Note: compound selector contain invalid flag to indicate selector has a universal or type selector that is not located in the first part of the selector.

Note: comments with no spacing are included within the compound selector

groupCompoundSelectors options

splitPseudoElements - by default pseudo-elements are split into separated compound selectors, use splitPseudoElements: false to combine them into the previous compound selector:

const selectorList = parseCssSelector(`.a::before`);

const compoundSelectorList = groupCompoundSelectors(selectorList);
/*
[
    {
        type: `selector,
        nodes: [
            {
                type: `compound_selector`,
                nodes: [
                    { type: `class`, value: `a` },
                ]
            }
            {
                type: `compound_selector`,
                nodes: [
                    { type: `pseudo_element`, value: `before` },
                ]
            }
        ]
    }
]
*/
const compoundSelectorList = groupCompoundSelectors(selectorList, {splitPseudoElements: false});
/*
[
    {
        type: `selector,
        nodes: [
            {
                type: `compound_selector`,
                nodes: [
                    { type: `class`, value: `a` },
                    { type: `pseudo_element`, value: `before` },
                ]
            }
        ]
    }
]

Selector specificity

calcSpecificity take a Selector and returns it's specificity value

import {
    parseCssSelector,
    calcSpecificity,
} from '@tokey/css-selector-parser';

const specificity = calcSpecificity(parseCssSelector(`span.x.y#z`));
// [0, 1, 2, 1]

compareSpecificity takes 2 specificity values and return 0 if they are equal, 1 if the first is higher and -1 if the second is higher:

import {
    compareSpecificity,
} from '@tokey/css-selector-parser';

compareSpecificity(
    [0, 2, 0, 0],
    [0, 1, 0, 0]
) // 1
compareSpecificity(
    [0, 0, 2, 0],
    [0, 1, 0, 0]
) // -1

Design decisions

Escaping

The parser supports character escaping, but will not escape anything by itself.
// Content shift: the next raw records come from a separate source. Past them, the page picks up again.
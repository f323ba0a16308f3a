//! Input data model (spec §3, §6).
//!
//! These types are read-only once a planning run starts; the engine never
//! mutates them, it only builds derived tables from them.

use chrono::NaiveDate;
use serde::{Deserialize, Serialize};

/// Stable integer identifier for an item (`Index` in the external tables).
pub type ItemId = i64;

/// Purchase-vs-make policy for an item.
#[derive(Debug, Clone, Copy, PartialEq, Eq, Serialize, Deserialize)]
pub enum ItemPolicy {
    /// Bought from a supplier; never has BOM children of its own as a
    /// manufactured parent.
    Purchase,
    /// Manufactured in-house; may appear as the parent of a BOM edge.
    Output,
}

/// Per-item master data (`item_master` table).
#[derive(Debug, Clone, PartialEq, Serialize, Deserialize)]
pub struct Item {
    pub item_id: ItemId,
    pub code: String,
    pub policy: ItemPolicy,
    /// Lead time in days, already validated/defaulted by the loader that
    /// produced this table (see `mrp_calc::aggregator` for the cleaning
    /// step when loading from raw, possibly-garbage input).
    pub lead_time_days: u32,
}

/// One BOM edge: `(parent_id, child_id, qty_per)`, already filtered to
/// Output parents and deduplicated by summing (C1 does this; this struct
/// is the raw input before that filtering happens).
#[derive(Debug, Clone, Copy, PartialEq, Serialize, Deserialize)]
pub struct BomEdge {
    pub parent_id: ItemId,
    pub child_id: ItemId,
    pub qty_per: f64,
}

/// `(item_id, date, qty)` plus the customer the order is for — a single
/// sales-order demand line. `customer` is free-form and exists so a run
/// can be scoped to a caller-supplied customer selection (§6).
#[derive(Debug, Clone, PartialEq, Serialize, Deserialize)]
pub struct SalesOrderLine {
    pub item_id: ItemId,
    pub customer: String,
    pub date: NaiveDate,
    pub qty: f64,
}

/// `(item_id, expected_receipt_date, qty)` — a single open purchase order.
#[derive(Debug, Clone, Copy, PartialEq, Serialize, Deserialize)]
pub struct OpenPurchase {
    pub item_id: ItemId,
    pub expected_receipt_date: NaiveDate,
    pub qty: f64,
}

/// `item_id → on_hand_qty`, one row per item (`inventory` table).
#[derive(Debug, Clone, Copy, PartialEq, Serialize, Deserialize)]
pub struct InventorySnapshot {
    pub item_id: ItemId,
    pub on_hand_qty: f64,
}
//! Level Assigner (C5, spec §4.5).

use mrp_bom::BomGraph;
use mrp_core::ItemId;
use std::collections::{HashMap, HashSet};

/// Assigns every item reachable from any root its longest path from any
/// root, by relaxation to a fixed point. Items unreachable from every
/// root never appear in the returned map (§4.5: "not planned").
///
/// The contract assumes a DAG: `excluded_edges` must carry the
/// `(parent_id, child_id)` pairs the BOM Exploder's cycle detection
/// (§4.2) found closing a cycle, since `graph` itself (built by
/// `mrp_bom::build_graph`) only filters by Output policy and sums
/// duplicate edges — it never removes cycles. Relaxation over a graph
/// that still contains a cycle never reaches a fixed point, so an
/// iteration cap bounds the loop defensively even if a caller passes an
/// incomplete exclusion set.
#[tracing::instrument(skip_all, fields(root_count = roots.len()))]
pub fn assign_levels(graph: &BomGraph, roots: &[ItemId], excluded_edges: &[(ItemId, ItemId)]) -> HashMap<ItemId, u32> {
    let excluded: HashSet<(ItemId, ItemId)> = excluded_edges.iter().copied().collect();
    let mut level: HashMap<ItemId, u32> = roots.iter().map(|&r| (r, 0)).collect();
    let edges: Vec<(ItemId, ItemId)> = graph.edges().filter(|edge| !excluded.contains(edge)).collect();

    // On the DAG this contract assumes, relaxation reaches a fixed point
    // in at most |edges| passes (§4.5: "terminates in ≤ depth
    // iterations"). Cap passes at that bound so a cycle the caller failed
    // to exclude can never spin the loop forever.
    let max_passes = edges.len() + 1;
    let mut changed = true;
    let mut passes = 0;
    while changed && passes < max_passes {
        changed = false;
        passes += 1;
        for &(p, c) in &edges {
            let Some(&level_p) = level.get(&p) else { continue };
            let candidate = level_p + 1;
            let improve = match level.get(&c) {
                Some(&level_c) => candidate > level_c,
                None => true,
            };
            if improve {
                level.insert(c, candidate);
                changed = true;
            }
        }
    }

    level
}

pub fn max_level(levels: &HashMap<ItemId, u32>) -> u32 {
    levels.values().copied().max().unwrap_or(0)
}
Make sure to escape any value before setting it manually into an AST node.

Functional selectors

The parser supports native pseudo-classes/pseudo-elements functional selectors, but also parses other selectors in the same way. So type/id/class/attribute/nesting selectors are all parsed with nodes in case they are followed by a pair of parentheses (e.g. element(nodeA, nodeB)). This syntax is not valid CSS and should be handled before served to a CSS consumer.

Nth selector

:nth-child, :nth-last-child, :nth-of-type and :nth-last-of-type are a set of special cases where An+B of syntax is expected.